# Classical Music in Other Arts



## EricIsAPolarBear (Aug 18, 2007)

I get a kick out of seeing or reading about classical music in other art forms. Painters, poets, novelists and film makers find composers and musicians to be attractive subjects.

Today I read Ian McEwan's novel _Amsterdam_. One of the protagonists of this novel is a contemporary British classical music composer, a self described successor to Vaughan Williams (though from the further descriptions, he seems more of a pre-modern composer). McEwan obviously knows his stuff and we get to see through the character Clive's mind the world of composition (in fairly technical terms for literature anyway). I found it a gas to read. Anyway, the novel itself is really strong (it won the Booker Prize).

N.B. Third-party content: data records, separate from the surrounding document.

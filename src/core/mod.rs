//! Reference host: an in-process worker and queue.
//!
//! This is not a production job system. It exists so the engine's host
//! contract (payload hooks, failure interception, delayed re-scheduling) runs
//! end to end in tests and demos.
//!
//! - [`Worker`]: decodes payloads, runs tasks, routes failures
//! - [`MemoryQueue`]: payload channel with delayed delivery
//! - [`TaskInstance`]: envelope plus attempt tracker
//! - [`WorkerConfig`]: bus capacity and per-attempt timeout

mod config;
mod instance;
mod queue;
mod runner;
mod worker;

pub use config::WorkerConfig;
pub use instance::TaskInstance;
pub use queue::MemoryQueue;
pub use worker::{Outcome, Worker};
//! # Jitter multiplier for retry delays.
//!
//! [`Multiplier`] scales a base delay by a factor drawn uniformly from
//! `[min, max]`, spreading retries of many simultaneously failing tasks so
//! they do not hit a recovering dependency at the same instant.
//!
//! - `min >= max` → deterministic, the factor is exactly `max`
//! - `min < max`  → uniform random factor in the closed range

use rand::Rng;
use std::time::Duration;

use crate::config::check_multiplier_range;
use crate::error::ConfigError;
use crate::policies::secs;

/// Delay multiplier range.
#[derive(Clone, Copy, Debug, PartialEq)]
pub struct Multiplier {
    min: f64,
    max: f64,
}

impl Default for Multiplier {
    /// Returns the identity multiplier (exactly 1.0).
    fn default() -> Self {
        Self { min: 1.0, max: 1.0 }
    }
}

impl Multiplier {
    /// Creates a multiplier range.
    ///
    /// Bounds must be finite, non-negative and `min <= max`.
    pub fn new(min: f64, max: f64) -> Result<Self, ConfigError> {
        check_multiplier_range(min, max)?;
        Ok(Self { min, max })
    }

    /// Builds from optional validated bounds; absent means identity.
    pub(crate) fn from_validated(min: Option<f64>, max: Option<f64>) -> Self {
        match (min, max) {
            (Some(min), Some(max)) => Self { min, max },
            _ => Self::default(),
        }
    }

    /// Lower bound.
    pub fn min(&self) -> f64 {
        self.min
    }

    /// Upper bound.
    pub fn max(&self) -> f64 {
        self.max
    }

    /// Returns `true` when sampling is random (`min < max`).
    pub fn is_random(&self) -> bool {
        self.min < self.max
    }

    /// Draws a factor: uniform in `[min, max]`, or exactly `max` for a degenerate range.
    pub fn sample(&self) -> f64 {
        if !self.is_random() {
            return self.max;
        }
        rand::rng().random_range(self.min..=self.max)
    }

    /// Scales `delay` by a freshly sampled factor, saturating on overflow.
    pub fn apply(&self, delay: Duration) -> Duration {
        let factor = self.sample();
        if factor == 1.0 {
            return delay;
        }
        secs(delay.as_secs_f64() * factor)
    }
}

I thought that this might be a good forum to share your favourite examples of this, and selfishly, it might give me some more books to read or films to watch


----------



## BuddhaBandit (Dec 31, 2007)

There is always the masterful use of Beethoven's 9th Symphony in Anthony Burgess' great novel _A Clockwork Orange_ and subsequently in Stanley Kubrick's movie version. The piece is the protanganist's, Alex, favorite classical work- he always mentions putting on "a little bit of the old Luuudwig Vaaannn". Both book and movie are pretty intense, but both are really good.


----------



## World Violist (May 31, 2007)

Well, there's always the Red Violin (movie) and Chaconne (book) by a person whose name escapes me at the moment. It's a novel about a kid whose life is changed by Bach's Chaconne or something like that. Walt Whitman uses musical terminology pretty often in his poetry, most notably in Song of Myself. That should somewhat whet your appetite...


----------